On 23 January 2023, Lo said that he hoped more restrictions would be lifted, and said "But I must emphasise... we are not giving up on fighting the pandemic." A news report said that in January 2023, Hong Kong had the highest death rate per capita in the world.

In February 2023, Lo agreed that there should be no independent investigation into the government's handling of the pandemic, and said "We have constantly reviewed, improved and adjusted our policies, just like what other countries have done."

In February 2023, Lo said that once the mask mandate is dropped in Hong Kong, masks will still be mandatory in hospitals and nursing homes, and claimed "We should not forget that the masks have helped us a lot during the pandemic."
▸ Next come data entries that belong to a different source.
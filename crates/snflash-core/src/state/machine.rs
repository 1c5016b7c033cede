//! Session states and transitions.
//!
//! Transitions are plain data: a handler returns the next [`SessionState`]
//! and [`StateMachineContext::goto_state`] applies it.

use std::fmt;

use crate::payload::PayloadError;
use crate::protocol::ProtocolError;
use crate::serial_number::SerialNumber;
use crate::transport::{LinkError, TransportError};
use crate::vault::VaultError;

/// State without payload, for events and display.
#[derive(Debug, Clone, Copy, PartialEq, Eq, Hash)]
pub enum SessionPhase {
    Idle,
    ModelDetecting,
    ExploitEntering,
    DiagsDelivering,
    SerialReading,
    AwaitingNewSerial,
    SerialWriting,
    Verifying,
    Completed,
    Aborted,
}

impl fmt::Display for SessionPhase {
    fn fmt(&self, f: &mut fmt::Formatter<'_>) -> fmt::Result {
        match self {
            SessionPhase::Idle => write!(f, "Idle"),
            SessionPhase::ModelDetecting => write!(f, "Model Detecting"),
            SessionPhase::ExploitEntering => write!(f, "Exploit Entering"),
            SessionPhase::DiagsDelivering => write!(f, "Diagnostics Delivering"),
            SessionPhase::SerialReading => write!(f, "Serial Reading"),
            SessionPhase::AwaitingNewSerial => write!(f, "Awaiting New Serial"),
            SessionPhase::SerialWriting => write!(f, "Serial Writing"),
            SessionPhase::Verifying => write!(f, "Verifying"),
            SessionPhase::Completed => write!(f, "Completed"),
            SessionPhase::Aborted => write!(f, "Aborted"),
        }
    }
}

/// Why a session ended without completing. Every variant is a distinct
/// user-facing status.
#[derive(Debug, Clone, PartialEq, Eq)]
pub enum AbortReason {
    /// Nothing, or nothing intelligible, came back from the model query.
    NoDeviceResponse,
    UnsupportedModel(String),
    /// A reply arrived that does not fit the command that was sent.
    UnexpectedFrame(String),
    /// A reply had the right shape but unusable content (e.g. a serial that
    /// does not parse).
    ProtocolError(String),
    /// The device answered with NAK or ERR.
    DeviceRejected(String),
    ImageUnavailable(String),
    PayloadUnavailable(String),
    ConnectionLost,
    Timeout,
    VerificationMismatch {
        expected: SerialNumber,
        actual: String,
    },
    UserCancelled,
    TransportFailure(String),
}

impl AbortReason {
    /// Stable short code for logs and the audit trail.
    pub fn code(&self) -> &'static str {
        match self {
            AbortReason::NoDeviceResponse => "no-device-response",
            AbortReason::UnsupportedModel(_) => "unsupported-model",
            AbortReason::UnexpectedFrame(_) => "unexpected-frame",
            AbortReason::ProtocolError(_) => "protocol-error",
            AbortReason::DeviceRejected(_) => "device-rejected",
            AbortReason::ImageUnavailable(_) => "image-unavailable",
            AbortReason::PayloadUnavailable(_) => "payload-unavailable",
            AbortReason::ConnectionLost => "connection-lost",
            AbortReason::Timeout => "timeout",
            AbortReason::VerificationMismatch { .. } => "verification-mismatch",
            AbortReason::UserCancelled => "user-cancelled",
            AbortReason::TransportFailure(_) => "transport-failure",
        }
    }
}

impl fmt::Display for AbortReason {
    fn fmt(&self, f: &mut fmt::Formatter<'_>) -> fmt::Result {
        match self {
            AbortReason::NoDeviceResponse => write!(f, "No response from device"),
            AbortReason::UnsupportedModel(m) => write!(f, "Unsupported model: {}", m),
            AbortReason::UnexpectedFrame(d) => write!(f, "Unexpected frame: {}", d),
            AbortReason::ProtocolError(d) => write!(f, "Protocol error: {}", d),
            AbortReason::DeviceRejected(d) => write!(f, "Device rejected command: {}", d),
            AbortReason::ImageUnavailable(d) => write!(f, "Diagnostics image unavailable: {}", d),
            AbortReason::PayloadUnavailable(d) => write!(f, "Exploit payload unavailable: {}", d),
            AbortReason::ConnectionLost => write!(f, "Connection lost"),
            AbortReason::Timeout => write!(f, "Timed out waiting for device"),
            AbortReason::VerificationMismatch { expected, actual } => write!(
                f,
                "Verification mismatch: wrote {}, device reports {}",
                expected, actual
            ),
            AbortReason::UserCancelled => write!(f, "Cancelled by user"),
            AbortReason::TransportFailure(d) => write!(f, "Transport failure: {}", d),
        }
    }
}

impl From<TransportError> for AbortReason {
    fn from(e: TransportError) -> Self {
        match e {
            TransportError::ConnectionLost | TransportError::NotConnected => {
                AbortReason::ConnectionLost
            }
            TransportError::Timeout { .. } => AbortReason::Timeout,
            other => AbortReason::TransportFailure(other.to_string()),
        }
    }
}

impl From<LinkError> for AbortReason {
    fn from(e: LinkError) -> Self {
        match e {
            LinkError::Cancelled => AbortReason::UserCancelled,
            LinkError::Transport(t) => t.into(),
        }
    }
}

impl From<ProtocolError> for AbortReason {
    fn from(e: ProtocolError) -> Self {
        match e {
            ProtocolError::NoDeviceResponse => AbortReason::NoDeviceResponse,
            ProtocolError::UnsupportedModel(m) => AbortReason::UnsupportedModel(m),
            ProtocolError::UnexpectedFrame(d) => AbortReason::UnexpectedFrame(d),
        }
    }
}

impl From<PayloadError> for AbortReason {
    fn from(e: PayloadError) -> Self {
        AbortReason::PayloadUnavailable(e.to_string())
    }
}

impl From<VaultError> for AbortReason {
    fn from(e: VaultError) -> Self {
        match e {
            VaultError::UnsupportedModel(m) => AbortReason::UnsupportedModel(m),
            other => AbortReason::ImageUnavailable(other.to_string()),
        }
    }
}

/// Session state.
#[derive(Debug, Clone, PartialEq, Eq, Default)]
pub enum SessionState {
    #[default]
    Idle,
    ModelDetecting,
    ExploitEntering,
    DiagsDelivering,
    SerialReading,
    AwaitingNewSerial,
    SerialWriting,
    Verifying,
    Completed,
    Aborted(AbortReason),
}

impl SessionState {
    pub fn phase(&self) -> SessionPhase {
        match self {
            SessionState::Idle => SessionPhase::Idle,
            SessionState::ModelDetecting => SessionPhase::ModelDetecting,
            SessionState::ExploitEntering => SessionPhase::ExploitEntering,
            SessionState::DiagsDelivering => SessionPhase::DiagsDelivering,
            SessionState::SerialReading => SessionPhase::SerialReading,
            SessionState::AwaitingNewSerial => SessionPhase::AwaitingNewSerial,
            SessionState::SerialWriting => SessionPhase::SerialWriting,
            SessionState::Verifying => SessionPhase::Verifying,
            SessionState::Completed => SessionPhase::Completed,
            SessionState::Aborted(_) => SessionPhase::Aborted,
        }
    }

    pub fn is_terminal(&self) -> bool {
        matches!(self, SessionState::Completed | SessionState::Aborted(_))
    }

    /// Successor on the success path.
    pub fn next(&self) -> Option<SessionState> {
        let next = match self {
            SessionState::Idle => SessionState::ModelDetecting,
            SessionState::ModelDetecting => SessionState::ExploitEntering,
            SessionState::ExploitEntering => SessionState::DiagsDelivering,
            SessionState::DiagsDelivering => SessionState::SerialReading,
            SessionState::SerialReading => SessionState::AwaitingNewSerial,
            SessionState::AwaitingNewSerial => SessionState::SerialWriting,
            SessionState::SerialWriting => SessionState::Verifying,
            SessionState::Verifying => SessionState::Completed,
            SessionState::Completed | SessionState::Aborted(_) => return None,
        };
        Some(next)
    }

    /// Whether `to` is a legal transition from here.
    pub fn can_transition_to(&self, to: &SessionState) -> bool {
        match to {
            SessionState::Aborted(_) => !self.is_terminal(),
            other => self.next().as_ref() == Some(other),
        }
    }

    pub fn abort_reason(&self) -> Option<&AbortReason> {
        match self {
            SessionState::Aborted(reason) => Some(reason),
            _ => None,
        }
    }
}

impl fmt::Display for SessionState {
    fn fmt(&self, f: &mut fmt::Formatter<'_>) -> fmt::Result {
        match self {
            SessionState::Aborted(reason) => write!(f, "Aborted ({})", reason.code()),
            other => write!(f, "{}", other.phase()),
        }
    }
}

/// Runtime data gathered while the session advances.
#[derive(Debug, Default)]
pub struct StateMachineContext {
    pub state: SessionState,
    /// Model reported by the device.
    pub model: Option<String>,
    /// Serial read before any write.
    pub old_serial: Option<SerialNumber>,
    /// Serial accepted for writing.
    pub new_serial: Option<SerialNumber>,
    /// Phases visited, in order.
    pub history: Vec<SessionPhase>,
}

impl StateMachineContext {
    pub fn new() -> Self {
        Self {
            history: vec![SessionPhase::Idle],
            ..Default::default()
        }
    }

    /// Apply a transition. Illegal transitions are refused and logged;
    /// returns whether the state changed.
    pub fn goto_state(&mut self, new_state: SessionState) -> bool {
        if !self.state.can_transition_to(&new_state) {
            tracing::error!(
                from = %self.state,
                to = %new_state,
                "Illegal state transition refused"
            );
            return false;
        }
        tracing::info!(from = %self.state, to = %new_state, "State transition");
        self.history.push(new_state.phase());
        self.state = new_state;
        true
    }

    pub fn is_finished(&self) -> bool {
        self.state.is_terminal()
    }
}

#[cfg(test)]
mod tests {
    use super::*;

    #[test]
    fn test_happy_path_sequence() {
        let mut ctx = StateMachineContext::new();
        while let Some(next) = ctx.state.next() {
            assert!(ctx.goto_state(next));
        }
        assert_eq!(ctx.state, SessionState::Completed);
        assert_eq!(
            ctx.history,
            vec![
                SessionPhase::Idle,
                SessionPhase::ModelDetecting,
                SessionPhase::ExploitEntering,
                SessionPhase::DiagsDelivering,
                SessionPhase::SerialReading,
                SessionPhase::AwaitingNewSerial,
                SessionPhase::SerialWriting,
                SessionPhase::Verifying,
                SessionPhase::Completed,
            ]
        );
    }

    #[test]
    fn test_abort_from_any_non_terminal() {
        let mut state = SessionState::Idle;
        loop {
            assert!(state.can_transition_to(&SessionState::Aborted(AbortReason::UserCancelled)));
            match state.next() {
                Some(SessionState::Completed) | None => break,
                Some(next) => state = next,
            }
        }
    }

    #[test]
    fn test_terminal_states_are_final() {
        let mut ctx = StateMachineContext::new();
        assert!(ctx.goto_state(SessionState::Aborted(AbortReason::Timeout)));
        assert!(ctx.is_finished());
        assert!(!ctx.goto_state(SessionState::Aborted(AbortReason::ConnectionLost)));
        assert!(!ctx.goto_state(SessionState::ModelDetecting));
        assert_eq!(ctx.state.abort_reason(), Some(&AbortReason::Timeout));
    }

    #[test]
    fn test_skipping_states_refused() {
        let mut ctx = StateMachineContext::new();
        assert!(!ctx.goto_state(SessionState::SerialWriting));
        assert_eq!(ctx.state, SessionState::Idle);
    }

    #[test]
    fn test_error_mapping() {
        assert_eq!(
            AbortReason::from(TransportError::ConnectionLost),
            AbortReason::ConnectionLost
        );
        assert_eq!(
            AbortReason::from(TransportError::Timeout { timeout_ms: 5 }),
            AbortReason::Timeout
        );
        assert_eq!(
            AbortReason::from(LinkError::Cancelled),
            AbortReason::UserCancelled
        );
        assert_eq!(
            AbortReason::from(TransportError::WriteFailed("x".into())).code(),
            "transport-failure"
        );
    }

    #[test]
    fn test_codes_distinct() {
        let sn: SerialNumber = "C02123ABCQ6L".parse().unwrap();
        let all = [
            AbortReason::NoDeviceResponse,
            AbortReason::UnsupportedModel(String::new()),
            AbortReason::UnexpectedFrame(String::new()),
            AbortReason::ProtocolError(String::new()),
            AbortReason::DeviceRejected(String::new()),
            AbortReason::ImageUnavailable(String::new()),
            AbortReason::PayloadUnavailable(String::new()),
            AbortReason::ConnectionLost,
            AbortReason::Timeout,
            AbortReason::VerificationMismatch {
                expected: sn,
                actual: String::new(),
            },
            AbortReason::UserCancelled,
            AbortReason::TransportFailure(String::new()),
        ];
        let codes: std::collections::HashSet<_> = all.iter().map(|r| r.code()).collect();
        assert_eq!(codes.len(), all.len());
    }
}
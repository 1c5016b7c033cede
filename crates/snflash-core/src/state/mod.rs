//! State machine module.

pub mod handlers;
pub mod machine;

pub use handlers::{HandlerContext, SessionControl, StepResult, handle_state};
pub use machine::{AbortReason, SessionPhase, SessionState, StateMachineContext};
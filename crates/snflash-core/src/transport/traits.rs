//! Serial transport abstraction.
//!
//! Defines the `SerialTransport` trait for byte-level I/O with the
//! controller, allowing different implementations (serialport, mock).

use std::fmt;
use std::sync::mpsc::Receiver;

use thiserror::Error;

#[derive(Error, Debug, Clone, PartialEq, Eq)]
pub enum TransportError {
    #[error("A connection is already open")]
    AlreadyConnected,

    #[error("No connection is open")]
    NotConnected,

    #[error("Connection lost")]
    ConnectionLost,

    #[error("Timeout after {timeout_ms}ms")]
    Timeout { timeout_ms: u64 },

    #[error("Failed to open port: {0}")]
    OpenFailed(String),

    #[error("Write failed: {0}")]
    WriteFailed(String),

    #[error("Failed to enumerate ports: {0}")]
    EnumerationFailed(String),
}

#[derive(Debug, Clone, Copy, PartialEq, Eq)]
pub enum PortKind {
    Usb { vid: u16, pid: u16 },
    Pci,
    Bluetooth,
    Unknown,
}

/// A port that can be handed to [`SerialTransport::open`].
#[derive(Debug, Clone, PartialEq, Eq)]
pub struct PortDescriptor {
    pub name: String,
    pub kind: PortKind,
    pub product: Option<String>,
}

impl PortDescriptor {
    pub fn new(name: impl Into<String>) -> Self {
        Self {
            name: name.into(),
            kind: PortKind::Unknown,
            product: None,
        }
    }

    pub fn is_usb(&self) -> bool {
        matches!(self.kind, PortKind::Usb { .. })
    }
}

impl fmt::Display for PortDescriptor {
    fn fmt(&self, f: &mut fmt::Formatter<'_>) -> fmt::Result {
        match (&self.kind, &self.product) {
            (PortKind::Usb { vid, pid }, Some(product)) => {
                write!(f, "{} [USB {:04X}:{:04X} {}]", self.name, vid, pid, product)
            }
            (PortKind::Usb { vid, pid }, None) => {
                write!(f, "{} [USB {:04X}:{:04X}]", self.name, vid, pid)
            }
            _ => write!(f, "{}", self.name),
        }
    }
}

/// One item of the receive stream.
#[derive(Debug, Clone, PartialEq, Eq)]
pub enum RxEvent {
    /// Bytes as they arrived; no framing applied.
    Data(Vec<u8>),
    /// The connection ended. Nothing follows.
    Closed,
}

/// Abstract serial transport interface.
///
/// One logical connection per instance. Sends are fire-and-forget; replies
/// arrive on the channel handed out by [`open`](SerialTransport::open) and
/// are correlated by the session layer.
pub trait SerialTransport: Send {
    /// Open the port and return the receive stream. The stream can only be
    /// restarted by closing and opening again.
    fn open(&mut self, port: &PortDescriptor) -> Result<Receiver<RxEvent>, TransportError>;

    /// Write raw bytes.
    fn send(&mut self, data: &[u8]) -> Result<(), TransportError>;

    /// Close the connection. Idempotent.
    fn close(&mut self);

    fn is_open(&self) -> bool;
}

impl<T: SerialTransport + ?Sized> SerialTransport for Box<T> {
    fn open(&mut self, port: &PortDescriptor) -> Result<Receiver<RxEvent>, TransportError> {
        (**self).open(port)
    }

    fn send(&mut self, data: &[u8]) -> Result<(), TransportError> {
        (**self).send(data)
    }

    fn close(&mut self) {
        (**self).close()
    }

    fn is_open(&self) -> bool {
        (**self).is_open()
    }
}
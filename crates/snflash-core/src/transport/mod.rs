//! Transport layer module.

pub mod link;
pub mod mock;
pub mod serial;
pub mod traits;

pub use link::{CancelToken, Link, LinkError};
pub use mock::{MockDevice, MockDeviceConfig, MockTransport};
pub use serial::{SerialPortTransport, available_ports, select_port};
pub use traits::{PortDescriptor, PortKind, RxEvent, SerialTransport, TransportError};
In May 2023, Lo said that the government had spent HK$1.67 billion on quarantine facilities.

=== Xi Jinping ===
In August 2022, Lo held a meeting to discuss Chinese leader and CCP general secretary Xi Jinping's "important speech" given on 1 July 2022, stating "Xi Jinping's important speech reflects in full his care, attention and support for the Hong Kong SAR as well as the country's staunch and firm commitment to the full and faithful implementation of the principle of "one country, two systems". It is of great significance and meaning." Lo also asked coworkers in the Department of Health to "grasp the core essence of Xi's speech and build it into their own work".

=== Chinese medicine ===
In August 2022, Lo said that the government would put more resources into developing Chinese medicine, and claimed Chinese medicine is an integral part of the health care system in Hong Kong. Lo said that "Chinese medicine has been involved in the whole process of pandemic prevention, treatment, and rehabilitation."

=== Public hospitals ===
On 29 October 2022, Lo said that the government may implement a minimum period of time in which healthcare professionals must work at a public hospital before they can leave. This caused an uproar among healthcare professionals, according to the president of the Hong Kong Public Doctors' Association.

=== Cigarettes and tobacco ===
In November 2022, it was reported that Lo was considering a lifetime ban of tobacco products to anyone born after 2009. On 8 November 2022, Lo confirmed the discussions, and also said the authorities may raise the tobacco tax.

Lawmaker Shiu Ka-fai criticized the decision, saying that government was already planning minors' lives, that it would reduce freedom of choice, and potentially stop talent from coming to Hong Kong.

=== Primary Healthcare Blueprint ===
In 2023, the Health Bureau released the "Primary Healthcare Blueprint," with Lo commenting in the preface. An opinion article published in SCMP said that the blueprint was flawed, and that "Perhaps the most deep-seated concern is that, despite the lip service given to serving community needs, the blueprint seems to have all over it the fingerprints of the tiny elite group of 'family physicians' who have for decades insisted they should provide the foundations for Hong Kong’s primary care sector."

=== Foreign doctors ===
In March 2023, Lo said that a government plan to attract 100 doctors trained abroad to move to Hong Kong had only resulted in 10 doctors willing to come, and said "That is, to some extent, due to emigration, as well as many reasons such as the social and political environment." In September 2023, Henry Fan said of the plan "Regrettably, we have not been able to hire people with high professional achievements, as they have already established their careers overseas."

Lo also mentioned that in the past 3 years, 1,247 full-time doctors had left their jobs, with only 191 of them retiring, and the remainder due to other reasons.

=== Organ donations ===
In May 2023, when asked whether Hong Kong organ donors could specify that their organs only be used in Hong Kong and not in mainland China, Lo declined and said that donations should carry no conflict or prejudice.

== Personal life ==
Lo owns a residential property in the United Kingdom with his wife, along with 3 properties in Hong Kong.

Lo is a voting member of the Hong Kong Jockey Club.

In September 2022, he got his fourth shot of the Sinovac COVID-19 vaccine.

In December 2022, Lo underwent home quarantine, after a member of his family tested COVID-19 positive.